Mashup Exception Error: Couldn't refresh the entity because of an issue with the mashup document MashupException.Error: Microsoft SQL: A network-related or instance-specific error occurred while establishing a connection to SQL Server. The server was not found or was not accessible. Verify that the instance name is correct and that SQL Server is configured to allow remote connections. (provider: TCP Provider, error: 0 - An attempt was made to access a socket in a way forbidden by its access permissions.) Details: DataSourceKind = Lakehouse;DataSourcePath = Lakehouse;Message = A network-related or instance-specific error occurred while establishing a connection to SQL Server. The server was not found or was not accessible. Verify that the instance name is correct and that SQL Server is configured to allow remote connections. (provider: TCP Provider, error: 0 - An attempt was made to access a socket in a way forbidden by its access permissions.);ErrorCode = -2146232060;Number = 10013

Note

From an architectural perspective, the dataflow engine uses an outbound HTTPS (port 443) endpoint to write data into a Lakehouse. However, reading data from the Lakehouse requires the use of the TDS protocol (TCP over port 1433). This protocol is utilized to copy the data from the staging lakehouse to the data destination. This explains why the Tables Load step succeeds while the data destination activity fails, even when both lakehouses are in the same OneLake instance.

Troubleshooting

To troubleshoot the issue, follow these steps:

  1. Confirm that the dataflow is configured with a data destination.

    Screenshot of the Power Query editor with the Lakehouse data destination emphasized.

  2. Verify that the dataflow refresh fails, with tables refresh showing as "Succeeded" and activities showing as "Failed".

    Screenshot of the dataflow details with tables showing succeeded and activities failed.

  3. Review the error details for the Activity WriteToDatabaseTableFrom_..., which provides information about the encountered error.

    Screenshot of the WriteToDatabaseTablefrom activity showing the error message.

Solution: Set new firewall rules on server running the gateway

The firewall rules on the gateway server and/or customer's proxy servers need to be updated to allow outbound traffic from the gateway server to the following:

  • Protocol: TCP
  • Endpoints: *.datawarehouse.pbidedicated.windows.net, *.datawarehouse.fabric.microsoft.com, *.dfs.fabric.microsoft.com
  • Port: 1433

Note

In certain scenarios, especially when the capacity is located in a region that is not the nearest to the Gateway, it might be necessary to configure the firewall to allow access to multiple endpoints(*cloudapp.azure.com). This adjustment is required to accommodate redirections that may occur under these conditions. If the traffic destined to *.cloudapp.azure.com do not get intercepted by the rule, you can alternatively allow the IP addresses for your data region in your firewall.

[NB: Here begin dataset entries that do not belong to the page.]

//! Accounts, log-in sessions and the profile page.
//!
//! Sessions live in an encrypted private cookie. The middleware checks the
//! cookie on every protected route and hands handlers a [Session].

mod cookie;
mod log_in;
mod log_out;
mod middleware;
mod password;
mod profile;
mod redirect;
mod register;
mod session;
mod token;
mod user;

pub use cookie::{DEFAULT_COOKIE_DURATION, invalidate_auth_cookie, set_auth_cookie};
pub use log_in::{get_log_in_page, post_log_in};
pub use log_out::get_log_out;
pub use middleware::{auth_guard, auth_guard_hx};
pub use password::{PasswordHash, ValidatedPassword};
pub use profile::{get_profile_page, regenerate_logo_endpoint, update_profile_endpoint};
pub use register::{LOGO_UNAVAILABLE_NOTICE, get_register_page, register_user};
pub use session::Session;
pub use user::{
    Email, User, UserID, create_user, create_user_table, get_user_by_email, get_user_by_id,
    set_display_image, update_profile,
};

#[cfg(test)]
pub(crate) use cookie::COOKIE_TOKEN;
//! Log-out route handler that invalidates the auth cookie and redirects users.

use axum::response::{IntoResponse, Redirect, Response};
use axum_extra::extract::PrivateCookieJar;

use crate::{auth::invalidate_auth_cookie, endpoints};

/// Invalidate the auth cookie and redirect the client to the log-in page.
pub async fn get_log_out(jar: PrivateCookieJar) -> Response {
    let jar = invalidate_auth_cookie(jar);

    (jar, Redirect::to(endpoints::LOG_IN_VIEW)).into_response()
}

#[cfg(test)]
mod log_out_tests {
    use axum::{
        body::Body,
        http::{Response, StatusCode, header::SET_COOKIE},
    };
    use axum_extra::extract::{PrivateCookieJar, cookie::Cookie};
    use time::{Duration, OffsetDateTime, UtcOffset};

    use crate::{
        app_state::create_cookie_key,
        auth::{COOKIE_TOKEN, DEFAULT_COOKIE_DURATION, UserID, set_auth_cookie},
        endpoints,
    };

    use super::get_log_out;

    #[tokio::test]
    async fn log_out_invalidates_auth_cookie_and_redirects() {
        let cookie_jar = set_auth_cookie(
            PrivateCookieJar::new(create_cookie_key("42")),
            UserID::new(123),
            DEFAULT_COOKIE_DURATION,
            UtcOffset::UTC,
        )
        .unwrap();

        let response = get_log_out(cookie_jar).await;

        assert_redirect(&response, endpoints::LOG_IN_VIEW);
        assert_cookie_expired(&response);
    }

    #[track_caller]
    fn assert_redirect(response: &Response<Body>, want_location: &str) {
        let redirect_location = response.headers().get("location").unwrap();

        assert_eq!(response.status(), StatusCode::SEE_OTHER);
        assert_eq!(redirect_location, want_location);
    }

    #[track_caller]
    fn assert_cookie_expired(response: &Response<Body>) {
        let mut found_token = false;

        for cookie_header in response.headers().get_all(SET_COOKIE) {
            let cookie_string = cookie_header.to_str().unwrap();
            let cookie = Cookie::parse(cookie_string).unwrap();

            if cookie.name() != COOKIE_TOKEN {
                continue;
            }

            found_token = true;
            assert_eq!(
                cookie.expires_datetime(),
                Some(OffsetDateTime::UNIX_EPOCH),
                "got expires {:?}, want {:?}",
                cookie.expires_datetime(),
                Some(OffsetDateTime::UNIX_EPOCH),
            );
            assert_eq!(cookie.max_age(), Some(Duration::ZERO));
        }

        assert!(found_token, "want the auth cookie to be overwritten");
    }
}
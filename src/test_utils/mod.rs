#![allow(missing_docs)]

pub(crate) mod form;
pub(crate) mod html;
pub(crate) mod http;

pub(crate) use form::{
    assert_form_error_message, assert_form_input, assert_form_input_with_value,
    assert_form_submit_button, assert_hx_endpoint, form_error_messages, must_get_form,
};
pub(crate) use html::{assert_valid_html, parse_html_document, parse_html_fragment};
pub(crate) use http::{assert_hx_redirect, assert_status_ok};
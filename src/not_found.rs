//! The 404 page.

use axum::{
    http::StatusCode,
    response::{Html, IntoResponse, Response},
};

use crate::html::error_view;

/// Renders the 404 page with a link back to the dashboard.
pub struct NotFoundError;

impl IntoResponse for NotFoundError {
    fn into_response(self) -> Response {
        (
            StatusCode::NOT_FOUND,
            Html(
                error_view(
                    "Not Found",
                    "404",
                    "Something's missing.",
                    "Sorry, we can't find that page. You'll find lots to explore on the dashboard.",
                )
                .into_string(),
            ),
        )
            .into_response()
    }
}

/// The fallback handler for unknown routes.
pub async fn get_404_not_found() -> Response {
    NotFoundError.into_response()
}
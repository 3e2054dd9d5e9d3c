//! The state shared by the transaction pages and endpoints.

use std::{
    sync::{Arc, Mutex},
    time::Duration,
};

use axum::extract::FromRef;
use rusqlite::Connection;
use time::{Date, OffsetDateTime};

use crate::{AppState, Error, timezone::get_local_offset, transaction::SQLiteTransactionStore};

/// The state needed to show and change transactions.
#[derive(Debug, Clone)]
pub struct TransactionState {
    /// The database connection for managing transactions.
    pub db_connection: Arc<Mutex<Connection>>,
    /// The local timezone as a canonical timezone name, e.g. "Pacific/Auckland".
    pub local_timezone: String,
    /// How long to wait for the store before reporting a failed write.
    pub submit_timeout: Duration,
}

impl FromRef<AppState> for TransactionState {
    fn from_ref(state: &AppState) -> Self {
        Self {
            db_connection: state.db_connection.clone(),
            local_timezone: state.local_timezone.clone(),
            submit_timeout: state.submit_timeout,
        }
    }
}

impl TransactionState {
    pub fn store(&self) -> SQLiteTransactionStore {
        SQLiteTransactionStore::new(self.db_connection.clone())
    }

    /// Today's date in the server's timezone.
    ///
    /// # Errors
    /// Returns [Error::InvalidTimezoneError] if the configured timezone is unknown.
    pub fn today(&self) -> Result<Date, Error> {
        let Some(local_offset) = get_local_offset(&self.local_timezone) else {
            tracing::error!("Invalid timezone {}", self.local_timezone);
            return Err(Error::InvalidTimezoneError(self.local_timezone.clone()));
        };

        Ok(OffsetDateTime::now_utc().to_offset(local_offset).date())
    }
}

If you want to narrow down the scope of the endpoint to the actual OneLake instance in a workspace (instead of the wildcard *.datawarehouse.pbidedicated.windows.net), that URL can be found by navigating to the Fabric workspace, locating DataflowsStagingLakehouse, and selecting View Details. Then, copy and paste the SQL connection string.

Screenshot of the Fabric workspace with DataflowsStagingLakehouse, with the ellipsis selected, and the View details option emphasized.

Screenshot of the DataflowsStagingLakehouse details information, with the SQL connection string emphasized.

The entire endpoint name looks similar to the following example:

x6eps4xrq2xudenlfv6naeo3i4-l27nd6wdk4oephe4gz4j7mdzka.datawarehouse.pbidedicated.windows.net

Workaround: Split dataflow in a separate ingest and load dataflow

If you're unable to update the firewall rules, you can split the dataflow into two separate dataflows. The first dataflow is responsible for ingesting the data into the staging lakehouse. The second dataflow is responsible for loading the data from the staging lakehouse into the data destination. This workaround isn't ideal, as it requires the use of two separate dataflows, but it can be used as a temporary solution until the firewall rules can be updated.

To implement this workaround, follow these steps:

  1. Remove the data destination from your current dataflow that ingests data via your gateway.

    Screenshot of the Power Query editor with the Lakehouse data destination being removed.

  2. Create a new dataflow that uses the dataflow connector to connect to the ingest dataflow. This dataflow is responsible for ingesting the data from staging into the data destination.

    Screenshot of the Power Query editor with the Get Data option selected, and the Dataflow connector option emphasized.

    Screenshot of the Get Data dialog with the Dataflow connector option selected.

  3. Set the data destination to be the data destination of your choice for this new dataflow.

    Screenshot of the Power Query editor with the Lakehouse data destination being set.

  4. Optionally, you can disable staging for this new dataflow. This change prevents the data from being copied to the staging lakehouse again and instead copies the data directly from the ingest dataflow to the data destination.

    Screenshot of the Power Query editor with the staging option being disabled.